The management of lung cancer, which in many cases is a deadly disease, is likely to change in the near future as the field adopts new strategies for diagnosis and treatment. A more fine-grained and stepwise approach to screening, and pharmaceutical and surgical innovations could help to fight the disease.
Low dose CT (LDCT) screening could, via earlier detection, provide an advantage over traditional chest X-rays and thus help reduce mortality. One drawback, however, concerns false positive results. These occur when “suspicious” nodules are detected in a patient’s lung, but he or she does not have lung cancer and instead the nodule is benign. In the National Lung Screening Trial (NLST), which enrolled about 53,000 heavy smokers in the U.S., over 96 percent of the positive LDCT screening results were actually false positives. These types of results require subsequent workup, for example through further CT or PET scans and biopsies. This causes additional costs and can be a substantial psychological burden for patients.
New criteria for interpreting screening results, however, might alleviate the problem. Since the NLST, U.S. organizations like the American College of Radiology (ACR) have explained in great detail how to determine if a nodule should be considered positive and thus in need of further investigation.1 “Previously, a nodule had to be 4 mm in diameter, but other studies suggest we can safely raise the threshold size without compromising the sensitivity of LDCT screening,” explains Denise Aberle of UCLA Medical Center in Los Angeles, who was one of the principle investigators on the NLST. A higher nodule threshold size would likely decrease false positives and might result in fewer downstream costs.
In addition, new screening tools such as genetic sequencing and breath tests for cancer metabolites are on the horizon and could further improve screening accuracy in individual patients. For example, advances in sensor technologies and breath collection methods are paving the way for breath tests that could separate patients with lung cancer from those without. The metabolism of people with lung cancer is different to that of healthy people and this is reflected in the chemical signature of their breath. Thus, the tests could become one of the first steps taken to identify patients at risk.2 Several breath-test prototypes are being developed by companies around the world.

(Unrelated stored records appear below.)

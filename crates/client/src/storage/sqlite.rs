//! SQLite-backed key-value storage.

use std::path::{Path, PathBuf};
use std::sync::Arc;

use anyhow::Context;
use async_trait::async_trait;
use chrono::Utc;
use sqlx::{Row, SqlitePool};
use tokio::sync::Mutex;

use super::{CartStorage, StorageError};

/// SQLite-backed key-value store.
///
/// Cheap to clone; clones share one lazily opened connection pool.
#[derive(Debug, Clone)]
pub struct SqliteStorage {
    path: PathBuf,
    pool: Arc<Mutex<Option<SqlitePool>>>,
}

impl SqliteStorage {
    /// Create a new SqliteStorage (lazy initialization).
    ///
    /// The database file is created on first use.
    pub fn new(path: impl Into<PathBuf>) -> Self {
        Self {
            path: path.into(),
            pool: Arc::new(Mutex::new(None)),
        }
    }

    pub fn path(&self) -> &Path {
        &self.path
    }

    /// Get the pool, opening the database and creating the table if necessary.
    async fn pool(&self) -> anyhow::Result<SqlitePool> {
        let mut pool_guard = self.pool.lock().await;
        if let Some(pool) = pool_guard.as_ref() {
            return Ok(pool.clone());
        }

        if let Some(parent) = self.path.parent() {
            std::fs::create_dir_all(parent)
                .with_context(|| format!("failed to create storage directory at {:?}", parent))?;
        }

        let db_url = format!("sqlite://{}?mode=rwc", self.path.to_string_lossy());

        let pool = SqlitePool::connect(&db_url)
            .await
            .with_context(|| format!("failed to open SQLite storage at {:?}", self.path))?;

        sqlx::query(
            r#"
            CREATE TABLE IF NOT EXISTS kv_store (
                key        TEXT PRIMARY KEY,
                value      TEXT NOT NULL,
                updated_at TEXT NOT NULL
            )
            "#,
        )
        .execute(&pool)
        .await
        .context("failed to create kv_store table")?;

        tracing::debug!("opened SQLite storage at {:?}", self.path);

        *pool_guard = Some(pool.clone());
        Ok(pool)
    }

    async fn read(&self, key: &str) -> anyhow::Result<Option<String>> {
        let pool = self.pool().await?;

        let row = sqlx::query(
            r#"
            SELECT value
            FROM kv_store
            WHERE key = ?1
            "#,
        )
        .bind(key)
        .fetch_optional(&pool)
        .await
        .context("failed to read value from kv_store")?;

        match row {
            Some(row) => Ok(Some(row.try_get("value")?)),
            None => Ok(None),
        }
    }

    async fn write(&self, key: &str, value: &str) -> anyhow::Result<()> {
        let pool = self.pool().await?;
        let now = Utc::now().to_rfc3339();

        sqlx::query(
            r#"
            INSERT INTO kv_store (key, value, updated_at)
            VALUES (?1, ?2, ?3)
            ON CONFLICT(key)
            DO UPDATE SET
                value = excluded.value,
                updated_at = excluded.updated_at
            "#,
        )
        .bind(key)
        .bind(value)
        .bind(&now)
        .execute(&pool)
        .await
        .context("failed to upsert value in kv_store")?;

        Ok(())
    }

    async fn delete(&self, key: &str) -> anyhow::Result<()> {
        let pool = self.pool().await?;

        sqlx::query(
            r#"
            DELETE FROM kv_store
            WHERE key = ?1
            "#,
        )
        .bind(key)
        .execute(&pool)
        .await
        .context("failed to delete value from kv_store")?;

        Ok(())
    }
}

#[async_trait]
impl CartStorage for SqliteStorage {
    async fn get(&self, key: &str) -> Result<Option<String>, StorageError> {
        Ok(self.read(key).await?)
    }

    async fn set(&self, key: &str, value: &str) -> Result<(), StorageError> {
        Ok(self.write(key, value).await?)
    }

    async fn remove(&self, key: &str) -> Result<(), StorageError> {
        Ok(self.delete(key).await?)
    }
}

Another future method for detecting lung cancer might be blood tests for genetic sequencing. While much remains to be elucidated within the area of genomic profiling and disease, researchers have recently identified the most common genetic mutations associated with lung cancer subtypes.3 CT scans could be used to verify positive results from such tests in individual patients. Conversely, these tests could be used to reduce false positive rates from screening CT scans. Other diagnostic tools, such as detecting lung cancer using biomarkers circulating in the blood, are at earlier stages of research and development.4
Meanwhile, treatment possibilities are also improving. Positive results from immunotherapy clinical trials were reported earlier this year.5 As the field of personalized medicine expands, it may be possible to better match patients to targeted therapies designed for subgroups of cancer. Surgical techniques are developing, too. For example, there are ongoing endeavors to establish improved image-guided minimally invasive procedures for removing cancerous tissue through small chest incisions in the early stages of lung cancer.6 Such innovative approaches may be what is needed to increase patients’ survival and improve their quality of life.